В очерченном контексте особое, символическое значение получило название вышедшего в 1840 г. сборника рассказов По «Гротески и арабески»40. И хотя По заимствовал терминологию из статьи Вальтера Скотта о фантастических новеллах Гофмана41, уже Бодлер предлагает вернуть его «арабескам» изначальный этимологический смысл: восточный орнамент, не допускающий изображение человеческих фигур42. Этой же логике, по всей вероятности, следовал и Шоу, называя произведения По (правда, не прозаические, а стихотворные) «молитвенными ковриками» (prayer carpets)43. Безусловно, на такое чтение во многом провоцировал сам автор. Предметом изображения в его текстах обычно служит в высшей степени условный, далекий от какой-либо опознаваемой реальности мир. Арабеска как орнамент – сквозной мотив его новелл, постоянный объект репрезентации, как бы удваивающий собой модную жанровую «рамку». Неудивительно, что в Европе По (единственный из американских романтиков) стал представлять «l’art pour l’art» в рамках культурного самоосмысления рубежа веков. В силу вступили дихотомии: дух и плоть, земное и трансцендентное, природа и искусство.
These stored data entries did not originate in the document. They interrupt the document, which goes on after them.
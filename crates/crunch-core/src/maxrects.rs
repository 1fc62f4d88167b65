//! MaxRects bin packing with the Best Short Side Fit heuristic.

use crate::model::Rect;

/// Online rectangle placement into a fixed-size bin.
///
/// The free list starts as the whole bin. Each placement splits every
/// intersecting free rectangle by the maximal-rectangles rule and prunes
/// rectangles fully contained in another, so the free list always covers
/// exactly the unoccupied area with no nested entries.
pub struct MaxRectsBin {
    free: Vec<Rect>,
}

impl MaxRectsBin {
    pub fn new(bin_width: u32, bin_height: u32) -> Self {
        Self {
            free: vec![Rect::new(0, 0, bin_width, bin_height)],
        }
    }

    /// Places a `w` x `h` rectangle, optionally rotated 90 degrees.
    ///
    /// Returns the placed rectangle in its actual orientation; callers detect
    /// rotation by comparing the returned width to the requested one. `None`
    /// when nothing fits.
    pub fn insert(&mut self, w: u32, h: u32, allow_rotate: bool) -> Option<Rect> {
        if w == 0 || h == 0 {
            return None;
        }
        let node = self.find_position(w, h, allow_rotate)?;
        self.place(&node);
        Some(node)
    }

    /// Best Short Side Fit: minimize the smaller leftover side, tie-break on
    /// the larger one. The first candidate wins ties, which keeps results
    /// deterministic for a given insertion sequence.
    fn find_position(&self, w: u32, h: u32, allow_rotate: bool) -> Option<Rect> {
        let mut best: Option<Rect> = None;
        let mut best_short = u32::MAX;
        let mut best_long = u32::MAX;

        for fr in &self.free {
            if fr.w >= w && fr.h >= h {
                let leftover_h = fr.w - w;
                let leftover_v = fr.h - h;
                let short = leftover_h.min(leftover_v);
                let long = leftover_h.max(leftover_v);
                if short < best_short || (short == best_short && long < best_long) {
                    best = Some(Rect::new(fr.x, fr.y, w, h));
                    best_short = short;
                    best_long = long;
                }
            }
            if allow_rotate && fr.w >= h && fr.h >= w {
                let leftover_h = fr.w - h;
                let leftover_v = fr.h - w;
                let short = leftover_h.min(leftover_v);
                let long = leftover_h.max(leftover_v);
                if short < best_short || (short == best_short && long < best_long) {
                    best = Some(Rect::new(fr.x, fr.y, h, w));
                    best_short = short;
                    best_long = long;
                }
            }
        }
        best
    }

    fn place(&mut self, node: &Rect) {
        let mut split_out: Vec<Rect> = Vec::new();
        let mut i = 0;
        while i < self.free.len() {
            if self.free[i].intersects(node) {
                let fr = self.free.swap_remove(i);
                split_free_node(&fr, node, &mut split_out);
            } else {
                i += 1;
            }
        }
        self.free.extend(split_out);
        self.prune_free_list();
    }

    /// Drops every free rectangle contained in another.
    fn prune_free_list(&mut self) {
        let mut i = 0;
        while i < self.free.len() {
            let mut removed_i = false;
            let mut j = i + 1;
            while j < self.free.len() {
                if self.free[j].contains(&self.free[i]) {
                    self.free.swap_remove(i);
                    removed_i = true;
                    break;
                }
                if self.free[i].contains(&self.free[j]) {
                    self.free.swap_remove(j);
                } else {
                    j += 1;
                }
            }
            if !removed_i {
                i += 1;
            }
        }
    }

    /// Current free rectangles (unspecified order).
    pub fn free_rects(&self) -> &[Rect] {
        &self.free
    }
}

/// Splits `fr` around `node`, emitting up to four maximal leftover
/// rectangles (left/right span the full height, top/bottom the full width).
/// Only called when the two intersect.
fn split_free_node(fr: &Rect, node: &Rect, out: &mut Vec<Rect>) {
    if node.x > fr.x {
        out.push(Rect::new(fr.x, fr.y, node.x - fr.x, fr.h));
    }
    if node.right() < fr.right() {
        out.push(Rect::new(node.right(), fr.y, fr.right() - node.right(), fr.h));
    }
    if node.y > fr.y {
        out.push(Rect::new(fr.x, fr.y, fr.w, node.y - fr.y));
    }
    if node.bottom() < fr.bottom() {
        out.push(Rect::new(fr.x, node.bottom(), fr.w, fr.bottom() - node.bottom()));
    }
}
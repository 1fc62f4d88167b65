//! The incremental build controller.
//!
//! Computes the input hash, decides whether any work is needed, drives the
//! page packers, and emits PNGs and manifests. In split mode every immediate
//! subdirectory of the first directory input becomes its own sub-build whose
//! manifests are stitched into one aggregate document at the end.

use crate::binary;
use crate::bitmap::Bitmap;
use crate::config::Config;
use crate::error::{CrunchError, Result};
use crate::hash;
use crate::manifest;
use crate::packer::Packer;
use crate::timing;
use std::fs::{self, File};
use std::io::{BufWriter, Write};
use std::path::{Path, PathBuf};
use tracing::{debug, instrument};
use walkdir::WalkDir;

/// What a build (or sub-build) did.
#[derive(Debug, Clone, Copy, PartialEq, Eq)]
pub enum BuildOutcome {
    /// New pages and manifests were written.
    Packed,
    /// The stored hash matched; outputs were left untouched.
    Unchanged,
}

/// Runs one full build according to `cfg`.
#[instrument(skip_all, fields(name = %cfg.name))]
pub fn pack_atlas(cfg: &Config) -> Result<BuildOutcome> {
    cfg.validate()?;
    if cfg.split {
        split_build(cfg)
    } else {
        single_build(cfg, &cfg.name, "", &cfg.inputs)
    }
}

fn single_build(cfg: &Config, name: &str, prefix: &str, inputs: &[PathBuf]) -> Result<BuildOutcome> {
    // Hash the invocation and every input; extension-less inputs are
    // directories and get a recursive png walk.
    timing::start("hashing");
    let mut new_hash = 0u64;
    for tok in &cfg.args {
        hash::hash_string(&mut new_hash, tok);
    }
    for input in inputs {
        if input.extension().is_some() {
            hash::hash_file(&mut new_hash, input, cfg.check_time)?;
        } else {
            hash::hash_files(&mut new_hash, input, cfg.check_time)?;
        }
    }
    timing::stop("hashing");
    debug!(hash = new_hash, "computed input hash");

    let hash_path = cfg.out_dir.join(format!("{name}.hash"));
    if let Some(old_hash) = hash::load_hash(&hash_path) {
        if !cfg.force && old_hash == new_hash {
            println!("atlas is unchanged: {name}");
            return Ok(BuildOutcome::Unchanged);
        }
    }

    remove_stale_outputs(cfg, name);

    if cfg.verbose {
        println!("loading images...");
    }
    timing::start("loading");
    let mut arena: Vec<Bitmap> = Vec::new();
    for input in inputs {
        if input.extension().is_some() {
            load_file(cfg, input, prefix, &mut arena)?;
        } else {
            load_dir(cfg, input, prefix, &mut arena)?;
        }
    }
    timing::stop("loading");
    debug!(count = arena.len(), "loaded bitmaps");

    // Stable ascending area sort; the packer consumes from the back.
    let mut queue: Vec<usize> = (0..arena.len()).collect();
    queue.sort_by_key(|&i| arena[i].width() as u64 * arena[i].height() as u64);

    timing::start("packing");
    let mut packers: Vec<Packer> = Vec::new();
    while !queue.is_empty() {
        if cfg.verbose {
            println!("packing {} images...", queue.len());
        }
        let mut page = Packer::new(cfg.size, cfg.size, cfg.pad);
        page.pack(&mut queue, &arena, cfg);
        if page.bitmaps.is_empty() {
            let back = *queue.last().expect("queue is non-empty when a page is empty");
            return Err(CrunchError::PackingImpossible {
                name: arena[back].name.clone(),
            });
        }
        if cfg.verbose {
            println!(
                "finished packing: {}{} ({} x {})",
                name,
                packers.len(),
                page.width,
                page.height
            );
        }
        packers.push(page);
    }
    timing::stop("packing");

    let page_name = |i: usize| -> String {
        if packers.len() == 1 && cfg.nozero {
            name.to_string()
        } else {
            format!("{name}{i}")
        }
    };

    timing::start("saving png");
    for (i, page) in packers.iter().enumerate() {
        let path = cfg.out_dir.join(format!("{}.png", page_name(i)));
        if cfg.verbose {
            println!("writing png: {}", path.display());
        }
        page.save_png(&path, &arena)?;
    }
    timing::stop("saving png");

    if cfg.binary {
        timing::start("saving bin");
        write_binary_manifest(cfg, name, &page_name, &packers, &arena)?;
        timing::stop("saving bin");
    }
    if cfg.xml {
        timing::start("saving xml");
        write_xml_manifest(cfg, name, &page_name, &packers, &arena)?;
        timing::stop("saving xml");
    }
    if cfg.json {
        timing::start("saving json");
        write_json_manifest(cfg, name, &page_name, &packers, &arena)?;
        timing::stop("saving json");
    }

    hash::save_hash(&hash_path, new_hash)?;
    Ok(BuildOutcome::Packed)
}

/// Deletes every output a previous run with this name could have produced,
/// so a failed build never leaves a stale manifest behind.
fn remove_stale_outputs(cfg: &Config, name: &str) {
    let mut stale: Vec<PathBuf> = ["hash", "bin", "xml", "json"]
        .iter()
        .map(|ext| cfg.out_dir.join(format!("{name}.{ext}")))
        .collect();
    for i in 0..16 {
        stale.push(cfg.out_dir.join(format!("{name}{i}.png")));
    }
    if cfg.nozero {
        stale.push(cfg.out_dir.join(format!("{name}.png")));
    }
    for path in stale {
        let _ = fs::remove_file(path);
    }
}

fn load_file(cfg: &Config, path: &Path, prefix: &str, arena: &mut Vec<Bitmap>) -> Result<()> {
    if cfg.verbose {
        println!("\t{}", path.display());
    }
    let stem = path
        .file_stem()
        .map(|s| s.to_string_lossy().into_owned())
        .unwrap_or_default();
    arena.push(Bitmap::load(
        path,
        format!("{prefix}{stem}"),
        cfg.premultiply,
        cfg.trim,
    )?);
    Ok(())
}

fn load_dir(cfg: &Config, root: &Path, prefix: &str, arena: &mut Vec<Bitmap>) -> Result<()> {
    for entry in WalkDir::new(root)
        .sort_by_file_name()
        .into_iter()
        .filter_map(|e| e.ok())
    {
        let path = entry.path();
        if !entry.file_type().is_file() || !path.extension().is_some_and(|e| e == "png") {
            continue;
        }
        if cfg.verbose {
            println!("\t{}", path.display());
        }
        let rel = path.strip_prefix(root).unwrap_or(path);
        arena.push(Bitmap::load(
            path,
            format!("{prefix}{}", atlas_key(rel)),
            cfg.premultiply,
            cfg.trim,
        )?);
    }
    Ok(())
}

/// Atlas-path key for a file relative to its input root: subdirectory
/// segments joined by `/`, extension stripped.
fn atlas_key(rel: &Path) -> String {
    rel.with_extension("")
        .components()
        .map(|c| c.as_os_str().to_string_lossy().into_owned())
        .collect::<Vec<_>>()
        .join("/")
}

fn write_binary_manifest(
    cfg: &Config,
    name: &str,
    page_name: &dyn Fn(usize) -> String,
    packers: &[Packer],
    arena: &[Bitmap],
) -> Result<()> {
    let path = cfg.out_dir.join(format!("{name}.bin"));
    if cfg.verbose {
        println!("writing bin: {}", path.display());
    }
    let mut out = BufWriter::new(File::create(&path)?);
    // Sub-builds write bodies only; the stitcher adds the one header.
    if !cfg.split {
        manifest::write_bin_header(&mut out, cfg.trim, cfg.rotate, cfg.binstr)?;
    }
    binary::write_i16(&mut out, packers.len() as i16)?;
    for (i, page) in packers.iter().enumerate() {
        manifest::write_bin_page(
            &mut out,
            &page_name(i),
            page,
            arena,
            cfg.trim,
            cfg.rotate,
            cfg.binstr,
        )?;
    }
    out.flush()?;
    Ok(())
}

fn write_xml_manifest(
    cfg: &Config,
    name: &str,
    page_name: &dyn Fn(usize) -> String,
    packers: &[Packer],
    arena: &[Bitmap],
) -> Result<()> {
    let path = cfg.out_dir.join(format!("{name}.xml"));
    if cfg.verbose {
        println!("writing xml: {}", path.display());
    }
    let mut out = BufWriter::new(File::create(&path)?);
    if !cfg.split {
        out.write_all(manifest::xml_wrapper_open(cfg.trim, cfg.rotate).as_bytes())?;
    }
    for (i, page) in packers.iter().enumerate() {
        manifest::write_xml_page(&mut out, &page_name(i), page, arena, cfg.trim, cfg.rotate)?;
    }
    if !cfg.split {
        out.write_all(manifest::XML_WRAPPER_CLOSE.as_bytes())?;
    }
    out.flush()?;
    Ok(())
}

fn write_json_manifest(
    cfg: &Config,
    name: &str,
    page_name: &dyn Fn(usize) -> String,
    packers: &[Packer],
    arena: &[Bitmap],
) -> Result<()> {
    let path = cfg.out_dir.join(format!("{name}.json"));
    if cfg.verbose {
        println!("writing json: {}", path.display());
    }
    let mut out = BufWriter::new(File::create(&path)?);
    if !cfg.split {
        out.write_all(manifest::json_wrapper_open(cfg.trim, cfg.rotate).as_bytes())?;
    }
    for (i, page) in packers.iter().enumerate() {
        manifest::write_json_page(&mut out, &page_name(i), page, arena, cfg.trim, cfg.rotate)?;
        if i + 1 < packers.len() {
            out.write_all(b",\n")?;
        }
    }
    if !cfg.split {
        out.write_all(manifest::JSON_WRAPPER_CLOSE.as_bytes())?;
    }
    out.flush()?;
    Ok(())
}

fn split_build(cfg: &Config) -> Result<BuildOutcome> {
    let root = cfg
        .inputs
        .iter()
        .find(|p| p.extension().is_none())
        .ok_or_else(|| {
            CrunchError::InvalidConfig("split mode requires a directory input".into())
        })?;

    let mut subdirs: Vec<PathBuf> = fs::read_dir(root)?
        .filter_map(|e| e.ok())
        .filter(|e| e.file_type().map(|t| t.is_dir()).unwrap_or(false))
        .map(|e| e.path())
        .collect();
    subdirs.sort();
    debug!(count = subdirs.len(), "split build over subdirectories");

    let mut any_packed = false;
    for sub in &subdirs {
        let sub_name = sub
            .file_name()
            .map(|s| s.to_string_lossy().into_owned())
            .unwrap_or_default();
        let name = format!("{}_{}", cfg.name, sub_name);
        let prefix = format!("{sub_name}/");
        let label = format!("{sub_name}/");
        timing::start(&label);
        let outcome = single_build(cfg, &name, &prefix, std::slice::from_ref(sub))?;
        timing::stop(&label);
        if outcome == BuildOutcome::Packed {
            any_packed = true;
        }
    }

    if !any_packed {
        println!("atlas is unchanged: {}", cfg.name);
        return Ok(BuildOutcome::Unchanged);
    }

    // The aggregate documents are rebuilt from whatever per-subtree parts
    // exist, including parts from sub-builds skipped this run.
    for ext in ["bin", "xml", "json"] {
        let _ = fs::remove_file(cfg.out_dir.join(format!("{}.{ext}", cfg.name)));
    }
    if cfg.binary {
        stitch_binary(cfg)?;
    }
    if cfg.xml {
        stitch_xml(cfg)?;
    }
    if cfg.json {
        stitch_json(cfg)?;
    }
    Ok(BuildOutcome::Packed)
}

/// Per-subtree output files for one format, in sorted order.
fn scan_parts(out_dir: &Path, name: &str, ext: &str) -> Result<Vec<PathBuf>> {
    let needle = format!("{name}_");
    let mut parts: Vec<PathBuf> = fs::read_dir(out_dir)?
        .filter_map(|e| e.ok())
        .map(|e| e.path())
        .filter(|p| {
            p.is_file()
                && p.extension().is_some_and(|e| e == ext)
                && p.file_stem()
                    .and_then(|s| s.to_str())
                    .is_some_and(|s| s.starts_with(&needle))
        })
        .collect();
    parts.sort();
    Ok(parts)
}

fn stitch_binary(cfg: &Config) -> Result<()> {
    let parts = scan_parts(&cfg.out_dir, &cfg.name, "bin")?;
    let path = cfg.out_dir.join(format!("{}.bin", cfg.name));
    if cfg.verbose {
        println!("writing bin: {}", path.display());
    }
    // Each part leads with its page count; the stitched document gets one
    // header and the summed count.
    let mut total: i16 = 0;
    let mut bodies: Vec<Vec<u8>> = Vec::new();
    for part in &parts {
        let bytes = fs::read(part)?;
        if bytes.len() < 2 {
            continue;
        }
        total += i16::from_le_bytes([bytes[0], bytes[1]]);
        bodies.push(bytes[2..].to_vec());
    }
    let mut out = BufWriter::new(File::create(&path)?);
    manifest::write_bin_header(&mut out, cfg.trim, cfg.rotate, cfg.binstr)?;
    binary::write_i16(&mut out, total)?;
    for body in &bodies {
        out.write_all(body)?;
    }
    out.flush()?;
    Ok(())
}

fn stitch_xml(cfg: &Config) -> Result<()> {
    let parts = scan_parts(&cfg.out_dir, &cfg.name, "xml")?;
    let path = cfg.out_dir.join(format!("{}.xml", cfg.name));
    if cfg.verbose {
        println!("writing xml: {}", path.display());
    }
    let mut doc = manifest::xml_wrapper_open(cfg.trim, cfg.rotate);
    for part in &parts {
        doc.push_str(&fs::read_to_string(part)?);
    }
    doc.push_str(manifest::XML_WRAPPER_CLOSE);
    fs::write(&path, doc)?;
    Ok(())
}

fn stitch_json(cfg: &Config) -> Result<()> {
    let parts = scan_parts(&cfg.out_dir, &cfg.name, "json")?;
    let path = cfg.out_dir.join(format!("{}.json", cfg.name));
    if cfg.verbose {
        println!("writing json: {}", path.display());
    }
    let mut bodies: Vec<String> = Vec::new();
    for part in &parts {
        let body = fs::read_to_string(part)?;
        if !body.trim().is_empty() {
            bodies.push(body);
        }
    }
    let mut doc = manifest::json_wrapper_open(cfg.trim, cfg.rotate);
    doc.push_str(&bodies.join(",\n"));
    doc.push_str(manifest::JSON_WRAPPER_CLOSE);
    fs::write(&path, doc)?;
    Ok(())
}
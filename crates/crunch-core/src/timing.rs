//! Labeled wall-clock regions, aggregated process-wide.
//!
//! `start`/`stop` bracket a named region; repeated regions accumulate. The
//! CLI dumps the totals on exit when verbose tracing is on.

use std::collections::HashMap;
use std::sync::{Mutex, OnceLock};
use std::time::{Duration, Instant};

#[derive(Default)]
struct State {
    totals: HashMap<String, Duration>,
    open: HashMap<String, Instant>,
}

static TIMERS: OnceLock<Mutex<State>> = OnceLock::new();

fn state() -> &'static Mutex<State> {
    TIMERS.get_or_init(Default::default)
}

pub fn start(label: &str) {
    let mut s = state().lock().unwrap();
    s.open.insert(label.to_string(), Instant::now());
}

pub fn stop(label: &str) {
    let mut s = state().lock().unwrap();
    if let Some(t0) = s.open.remove(label) {
        *s.totals.entry(label.to_string()).or_default() += t0.elapsed();
    }
}

/// Accumulated totals, sorted by label.
pub fn report() -> Vec<(String, Duration)> {
    let s = state().lock().unwrap();
    let mut out: Vec<(String, Duration)> = s
        .totals
        .iter()
        .map(|(k, v)| (k.clone(), *v))
        .collect();
    out.sort_by(|a, b| a.0.cmp(&b.0));
    out
}
//! Atlas manifest emitters.
//!
//! Each function writes the *body* for one packed page; the surrounding
//! document (the `<atlas>` wrapper, the JSON `textures` object, the binary
//! header and page count) belongs to the build controller, which lets split
//! builds stitch per-subtree bodies together by concatenation.

use crate::binary::{write_i16, write_str, write_u8};
use crate::bitmap::Bitmap;
use crate::config::StringEncoding;
use crate::packer::Packer;
use std::io::{self, Write};

/// Leading bytes of every binary manifest.
pub const BIN_MAGIC: &[u8; 4] = b"crch";
/// Wire format version.
pub const BIN_VERSION: i16 = 0;

/// Writes the binary manifest header: magic, version, trim/rotate flags and
/// the string encoding id. The page count follows separately.
pub fn write_bin_header<W: Write>(
    out: &mut W,
    trim: bool,
    rotate: bool,
    enc: StringEncoding,
) -> io::Result<()> {
    out.write_all(BIN_MAGIC)?;
    write_i16(out, BIN_VERSION)?;
    write_u8(out, trim as u8)?;
    write_u8(out, rotate as u8)?;
    write_u8(out, enc.wire_id())
}

/// Writes one page as a binary texture record.
pub fn write_bin_page<W: Write>(
    out: &mut W,
    page_name: &str,
    page: &Packer,
    arena: &[Bitmap],
    trim: bool,
    rotate: bool,
    enc: StringEncoding,
) -> io::Result<()> {
    write_str(out, page_name, enc)?;
    write_i16(out, page.bitmaps.len() as i16)?;
    for (i, &bi) in page.bitmaps.iter().enumerate() {
        let b = &arena[bi];
        let p = &page.points[i];
        write_str(out, &b.name, enc)?;
        write_i16(out, p.x as i16)?;
        write_i16(out, p.y as i16)?;
        write_i16(out, b.width() as i16)?;
        write_i16(out, b.height() as i16)?;
        if trim {
            write_i16(out, b.frame_x as i16)?;
            write_i16(out, b.frame_y as i16)?;
            write_i16(out, b.frame_w as i16)?;
            write_i16(out, b.frame_h as i16)?;
        }
        if rotate {
            write_u8(out, p.rotated as u8)?;
        }
    }
    Ok(())
}

/// Opening of the XML document, including the build-wide trim/rotate flags.
pub fn xml_wrapper_open(trim: bool, rotate: bool) -> String {
    format!("<atlas>\n<trim>{trim}</trim>\n<rotate>{rotate}</rotate>\n")
}

pub const XML_WRAPPER_CLOSE: &str = "</atlas>";

/// Writes one page as a `<tex>` element.
pub fn write_xml_page<W: Write>(
    out: &mut W,
    page_name: &str,
    page: &Packer,
    arena: &[Bitmap],
    trim: bool,
    rotate: bool,
) -> io::Result<()> {
    writeln!(out, "\t<tex n=\"{page_name}\">")?;
    for (i, &bi) in page.bitmaps.iter().enumerate() {
        let b = &arena[bi];
        let p = &page.points[i];
        write!(
            out,
            "\t\t<img n=\"{}\" x=\"{}\" y=\"{}\" w=\"{}\" h=\"{}\" ",
            b.name,
            p.x,
            p.y,
            b.width(),
            b.height()
        )?;
        if trim {
            write!(
                out,
                "fx=\"{}\" fy=\"{}\" fw=\"{}\" fh=\"{}\" ",
                b.frame_x, b.frame_y, b.frame_w, b.frame_h
            )?;
        }
        if rotate {
            write!(out, "r=\"{}\" ", p.rotated as u8)?;
        }
        writeln!(out, "/>")?;
    }
    writeln!(out, "\t</tex>")
}

/// Opening of the JSON document, including the build-wide trim/rotate flags.
pub fn json_wrapper_open(trim: bool, rotate: bool) -> String {
    format!("{{\n\t\"trim\":{trim},\n\t\"rotate\":{rotate},\n\t\"textures\":[\n")
}

pub const JSON_WRAPPER_CLOSE: &str = "\n\t]\n}";

/// Writes one page as a JSON object. No trailing comma or newline; the
/// caller joins pages with `",\n"`.
pub fn write_json_page<W: Write>(
    out: &mut W,
    page_name: &str,
    page: &Packer,
    arena: &[Bitmap],
    trim: bool,
    rotate: bool,
) -> io::Result<()> {
    writeln!(out, "\t\t{{")?;
    writeln!(out, "\t\t\t\"name\":\"{page_name}\",")?;
    writeln!(out, "\t\t\t\"images\":[")?;
    let n = page.bitmaps.len();
    for (i, &bi) in page.bitmaps.iter().enumerate() {
        let b = &arena[bi];
        let p = &page.points[i];
        write!(
            out,
            "\t\t\t\t{{ \"n\":\"{}\", \"x\":{}, \"y\":{}, \"w\":{}, \"h\":{}",
            b.name,
            p.x,
            p.y,
            b.width(),
            b.height()
        )?;
        if trim {
            write!(
                out,
                ", \"fx\":{}, \"fy\":{}, \"fw\":{}, \"fh\":{}",
                b.frame_x, b.frame_y, b.frame_w, b.frame_h
            )?;
        }
        if rotate {
            write!(out, ", \"r\":{}", p.rotated)?;
        }
        write!(out, " }}")?;
        if i + 1 < n {
            write!(out, ",")?;
        }
        writeln!(out)?;
    }
    writeln!(out, "\t\t\t]")?;
    write!(out, "\t\t}}")
}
В «порубежной» Америке Эдгара По нередко изображали в образе «южного ангела»44. Поэт витает в горних сферах, разговаривая с духами; ему «нельзя подать чашку чая не вызвав при этом сотрясание планет»45. Бодлеровский образ претерпел интересную трансформацию как в литературе, так и в эссеистике. Враждебность и меркантилизм Соединенных штатов, ставших просторной клеткой для поэта («une vaste cage»46), приписывались Северу, которому противопоставлялся ностальгически окрашенный, пасторальный Юг. По жертвует возвышенным поэтическим даром ради низменной прозы, переезд с Юга на Север предрекает его трагическую гибель… В то же время, начиная с 30-х-40-х гг. XX в. слабая референциальность произведений По стала интерпретироваться как эскапизм, чуждый национальной традиции. Влиятельные историки литературы первой половины XX в. – Франк Отто Маттисен, Вернон Паррингтон – помещали творчество По за пределы «основных течений американской мысли»47. В контексте исключения автора из литературного «мейнстрима», главными представителями которого были (среди прочих) Герман Мелвилл, Уолт Уитмен, Марк Твен, мысль Маттисена о «слабо выраженном чувственном, физическом начале» творчества По представляется неслучайной48. Кстати, еще сам Уитмен упрекал По в отрицании «вечных и демократических (sic!) данностей»: «тела, земли и моря, секса…»49. По оказался не вполне американским автором не только потому, что не изображал реалии своей страны. Его творчеству не хватало прежде всего демократичности и «материализма» его соотечественников.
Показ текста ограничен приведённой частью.